> _Material shown_:
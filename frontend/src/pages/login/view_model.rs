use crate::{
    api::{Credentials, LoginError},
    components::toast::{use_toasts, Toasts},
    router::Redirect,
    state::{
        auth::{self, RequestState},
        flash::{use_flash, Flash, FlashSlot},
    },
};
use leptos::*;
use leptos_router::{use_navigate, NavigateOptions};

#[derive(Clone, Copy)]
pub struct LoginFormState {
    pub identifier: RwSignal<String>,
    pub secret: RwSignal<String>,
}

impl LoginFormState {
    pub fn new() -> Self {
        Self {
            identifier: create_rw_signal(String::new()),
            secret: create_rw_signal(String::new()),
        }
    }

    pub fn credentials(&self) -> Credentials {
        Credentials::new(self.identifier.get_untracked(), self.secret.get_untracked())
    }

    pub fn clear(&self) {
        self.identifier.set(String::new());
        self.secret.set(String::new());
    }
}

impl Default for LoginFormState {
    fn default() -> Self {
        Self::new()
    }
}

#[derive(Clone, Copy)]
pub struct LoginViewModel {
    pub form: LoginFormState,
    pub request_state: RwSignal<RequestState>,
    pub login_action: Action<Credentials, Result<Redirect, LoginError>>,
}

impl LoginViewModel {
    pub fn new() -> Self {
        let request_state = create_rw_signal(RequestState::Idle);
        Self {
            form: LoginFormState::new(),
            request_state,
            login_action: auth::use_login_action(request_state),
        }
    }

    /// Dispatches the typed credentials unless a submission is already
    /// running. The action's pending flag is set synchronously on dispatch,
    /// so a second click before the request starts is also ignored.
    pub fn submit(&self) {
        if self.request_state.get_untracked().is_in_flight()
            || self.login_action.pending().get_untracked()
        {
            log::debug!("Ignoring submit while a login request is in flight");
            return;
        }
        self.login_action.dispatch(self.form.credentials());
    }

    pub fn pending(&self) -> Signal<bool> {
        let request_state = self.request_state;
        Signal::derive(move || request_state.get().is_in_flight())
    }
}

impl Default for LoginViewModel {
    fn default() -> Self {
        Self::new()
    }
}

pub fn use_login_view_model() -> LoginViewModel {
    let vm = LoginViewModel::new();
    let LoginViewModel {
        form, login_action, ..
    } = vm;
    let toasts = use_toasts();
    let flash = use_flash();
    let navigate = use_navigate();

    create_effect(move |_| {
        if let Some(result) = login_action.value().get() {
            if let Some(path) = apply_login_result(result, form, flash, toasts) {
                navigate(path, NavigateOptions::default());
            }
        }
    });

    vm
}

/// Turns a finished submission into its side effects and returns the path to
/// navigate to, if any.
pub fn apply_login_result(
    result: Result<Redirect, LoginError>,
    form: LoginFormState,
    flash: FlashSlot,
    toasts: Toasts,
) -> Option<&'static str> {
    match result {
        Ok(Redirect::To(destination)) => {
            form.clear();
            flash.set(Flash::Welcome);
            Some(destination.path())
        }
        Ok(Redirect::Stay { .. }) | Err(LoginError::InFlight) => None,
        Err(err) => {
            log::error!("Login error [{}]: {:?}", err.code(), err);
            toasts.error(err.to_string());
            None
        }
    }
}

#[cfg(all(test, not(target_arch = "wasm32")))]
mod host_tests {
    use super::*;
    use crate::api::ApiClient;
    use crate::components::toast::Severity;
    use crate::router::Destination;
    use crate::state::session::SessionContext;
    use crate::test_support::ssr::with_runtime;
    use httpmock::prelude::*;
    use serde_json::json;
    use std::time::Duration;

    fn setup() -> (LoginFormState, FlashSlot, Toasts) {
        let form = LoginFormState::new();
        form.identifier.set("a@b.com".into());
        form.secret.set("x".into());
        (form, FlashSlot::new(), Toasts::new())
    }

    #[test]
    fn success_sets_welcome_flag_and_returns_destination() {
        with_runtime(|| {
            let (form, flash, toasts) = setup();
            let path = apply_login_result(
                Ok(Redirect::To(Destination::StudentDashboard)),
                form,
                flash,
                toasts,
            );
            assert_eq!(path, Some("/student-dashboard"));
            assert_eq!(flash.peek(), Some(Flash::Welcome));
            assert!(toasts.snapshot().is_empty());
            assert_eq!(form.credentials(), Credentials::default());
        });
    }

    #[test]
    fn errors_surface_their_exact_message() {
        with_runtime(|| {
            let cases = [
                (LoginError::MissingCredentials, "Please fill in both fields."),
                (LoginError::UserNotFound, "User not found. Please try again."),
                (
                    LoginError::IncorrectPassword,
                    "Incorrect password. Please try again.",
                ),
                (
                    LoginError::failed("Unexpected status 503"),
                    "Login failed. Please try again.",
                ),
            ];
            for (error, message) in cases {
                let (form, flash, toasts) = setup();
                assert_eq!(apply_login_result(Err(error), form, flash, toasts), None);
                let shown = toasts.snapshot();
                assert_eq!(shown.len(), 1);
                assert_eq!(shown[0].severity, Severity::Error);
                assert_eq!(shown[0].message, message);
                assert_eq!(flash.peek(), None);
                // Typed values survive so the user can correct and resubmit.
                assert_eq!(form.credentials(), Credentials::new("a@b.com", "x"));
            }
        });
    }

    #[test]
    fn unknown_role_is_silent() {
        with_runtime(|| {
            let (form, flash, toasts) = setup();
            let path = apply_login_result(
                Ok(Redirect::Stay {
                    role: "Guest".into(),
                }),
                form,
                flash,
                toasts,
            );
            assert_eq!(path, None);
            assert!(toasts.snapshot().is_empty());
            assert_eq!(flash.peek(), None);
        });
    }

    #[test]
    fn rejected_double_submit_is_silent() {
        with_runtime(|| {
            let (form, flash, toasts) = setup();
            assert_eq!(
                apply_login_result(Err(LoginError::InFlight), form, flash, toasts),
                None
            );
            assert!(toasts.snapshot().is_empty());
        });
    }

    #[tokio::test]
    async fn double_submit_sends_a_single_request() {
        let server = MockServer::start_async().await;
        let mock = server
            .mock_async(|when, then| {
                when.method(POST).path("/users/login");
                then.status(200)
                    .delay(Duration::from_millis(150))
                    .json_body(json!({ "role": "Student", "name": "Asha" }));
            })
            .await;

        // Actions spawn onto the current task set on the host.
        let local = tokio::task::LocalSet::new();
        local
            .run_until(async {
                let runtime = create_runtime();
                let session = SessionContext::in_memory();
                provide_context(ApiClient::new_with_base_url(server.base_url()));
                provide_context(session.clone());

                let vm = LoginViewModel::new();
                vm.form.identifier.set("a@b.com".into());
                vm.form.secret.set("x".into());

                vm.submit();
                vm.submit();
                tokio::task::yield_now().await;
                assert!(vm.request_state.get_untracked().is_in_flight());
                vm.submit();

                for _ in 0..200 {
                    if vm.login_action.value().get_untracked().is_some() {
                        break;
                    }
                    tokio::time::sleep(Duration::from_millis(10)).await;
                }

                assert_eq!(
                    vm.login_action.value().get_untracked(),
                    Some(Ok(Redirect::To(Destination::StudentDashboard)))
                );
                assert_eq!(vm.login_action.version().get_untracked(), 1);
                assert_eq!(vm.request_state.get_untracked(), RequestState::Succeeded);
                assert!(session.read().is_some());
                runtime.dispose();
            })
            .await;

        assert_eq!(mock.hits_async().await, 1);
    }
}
* * *
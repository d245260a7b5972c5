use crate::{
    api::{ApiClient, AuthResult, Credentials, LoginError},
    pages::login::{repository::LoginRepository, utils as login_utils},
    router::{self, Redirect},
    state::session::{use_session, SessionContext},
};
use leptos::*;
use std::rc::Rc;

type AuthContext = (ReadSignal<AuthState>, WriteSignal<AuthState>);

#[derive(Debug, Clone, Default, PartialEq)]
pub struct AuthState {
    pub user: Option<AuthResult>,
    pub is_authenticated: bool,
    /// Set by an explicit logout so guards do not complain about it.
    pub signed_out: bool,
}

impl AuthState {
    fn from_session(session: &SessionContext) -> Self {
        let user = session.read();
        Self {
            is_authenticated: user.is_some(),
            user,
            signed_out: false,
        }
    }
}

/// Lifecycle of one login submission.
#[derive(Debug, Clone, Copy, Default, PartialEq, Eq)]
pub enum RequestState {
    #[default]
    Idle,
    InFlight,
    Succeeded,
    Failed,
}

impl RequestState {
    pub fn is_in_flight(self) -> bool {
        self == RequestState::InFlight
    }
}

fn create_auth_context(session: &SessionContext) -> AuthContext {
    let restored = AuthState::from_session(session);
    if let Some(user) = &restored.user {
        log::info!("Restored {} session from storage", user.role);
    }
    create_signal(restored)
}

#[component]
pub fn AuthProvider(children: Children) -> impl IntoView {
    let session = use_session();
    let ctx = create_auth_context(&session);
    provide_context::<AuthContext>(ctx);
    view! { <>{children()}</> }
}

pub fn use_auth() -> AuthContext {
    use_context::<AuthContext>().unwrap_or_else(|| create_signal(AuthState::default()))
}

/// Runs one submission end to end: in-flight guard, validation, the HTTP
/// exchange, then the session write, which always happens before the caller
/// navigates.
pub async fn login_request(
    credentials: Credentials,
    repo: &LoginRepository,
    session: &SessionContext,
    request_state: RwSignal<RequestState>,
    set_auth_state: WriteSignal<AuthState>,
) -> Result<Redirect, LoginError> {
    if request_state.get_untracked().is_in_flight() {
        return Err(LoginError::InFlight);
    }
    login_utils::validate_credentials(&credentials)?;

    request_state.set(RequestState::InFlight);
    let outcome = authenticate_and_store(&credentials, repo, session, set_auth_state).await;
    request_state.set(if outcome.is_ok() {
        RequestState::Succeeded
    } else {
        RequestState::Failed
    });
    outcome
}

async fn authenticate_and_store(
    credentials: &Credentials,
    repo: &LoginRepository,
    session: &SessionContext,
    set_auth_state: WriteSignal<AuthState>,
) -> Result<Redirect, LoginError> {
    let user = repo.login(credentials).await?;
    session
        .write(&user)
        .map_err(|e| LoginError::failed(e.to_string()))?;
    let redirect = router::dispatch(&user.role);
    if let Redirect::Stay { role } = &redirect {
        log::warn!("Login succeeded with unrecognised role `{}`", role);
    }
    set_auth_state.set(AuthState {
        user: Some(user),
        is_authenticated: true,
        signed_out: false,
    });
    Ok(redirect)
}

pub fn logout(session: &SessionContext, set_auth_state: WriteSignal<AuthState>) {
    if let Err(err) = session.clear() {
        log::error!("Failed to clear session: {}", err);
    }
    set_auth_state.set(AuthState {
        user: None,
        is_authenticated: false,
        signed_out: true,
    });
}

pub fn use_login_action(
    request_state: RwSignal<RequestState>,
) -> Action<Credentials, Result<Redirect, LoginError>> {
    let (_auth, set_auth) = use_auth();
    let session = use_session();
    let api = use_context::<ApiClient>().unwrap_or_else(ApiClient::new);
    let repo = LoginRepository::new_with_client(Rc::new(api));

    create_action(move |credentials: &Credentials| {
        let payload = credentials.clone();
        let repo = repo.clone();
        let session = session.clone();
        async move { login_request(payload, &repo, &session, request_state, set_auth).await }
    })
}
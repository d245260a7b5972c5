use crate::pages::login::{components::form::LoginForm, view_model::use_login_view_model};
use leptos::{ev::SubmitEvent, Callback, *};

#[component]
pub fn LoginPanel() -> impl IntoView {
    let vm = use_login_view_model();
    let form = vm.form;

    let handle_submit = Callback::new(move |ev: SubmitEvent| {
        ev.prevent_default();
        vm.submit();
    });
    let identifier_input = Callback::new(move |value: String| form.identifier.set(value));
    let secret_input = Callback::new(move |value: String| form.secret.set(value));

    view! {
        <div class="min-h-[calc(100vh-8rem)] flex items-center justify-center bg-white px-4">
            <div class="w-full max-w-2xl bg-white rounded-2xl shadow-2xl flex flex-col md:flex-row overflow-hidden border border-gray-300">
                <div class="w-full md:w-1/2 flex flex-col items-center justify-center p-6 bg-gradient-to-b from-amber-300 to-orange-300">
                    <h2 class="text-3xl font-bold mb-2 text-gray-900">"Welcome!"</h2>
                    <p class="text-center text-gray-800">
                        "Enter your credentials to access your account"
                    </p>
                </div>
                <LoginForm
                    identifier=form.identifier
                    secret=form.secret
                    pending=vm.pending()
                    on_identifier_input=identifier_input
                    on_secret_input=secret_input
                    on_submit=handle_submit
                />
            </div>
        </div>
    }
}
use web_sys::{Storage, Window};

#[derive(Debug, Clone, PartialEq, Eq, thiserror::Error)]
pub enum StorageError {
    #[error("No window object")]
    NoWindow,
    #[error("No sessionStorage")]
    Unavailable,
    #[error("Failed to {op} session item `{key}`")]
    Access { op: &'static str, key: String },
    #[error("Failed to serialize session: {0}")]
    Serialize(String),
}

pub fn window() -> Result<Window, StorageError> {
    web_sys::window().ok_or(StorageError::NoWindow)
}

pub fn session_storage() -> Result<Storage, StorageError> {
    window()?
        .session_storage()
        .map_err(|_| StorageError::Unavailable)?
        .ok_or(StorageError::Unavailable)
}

> _Aim of the task_:
Tell how many lines in the data hold the string "IntoView", giving the number by itself.

> _Output of the task_:
2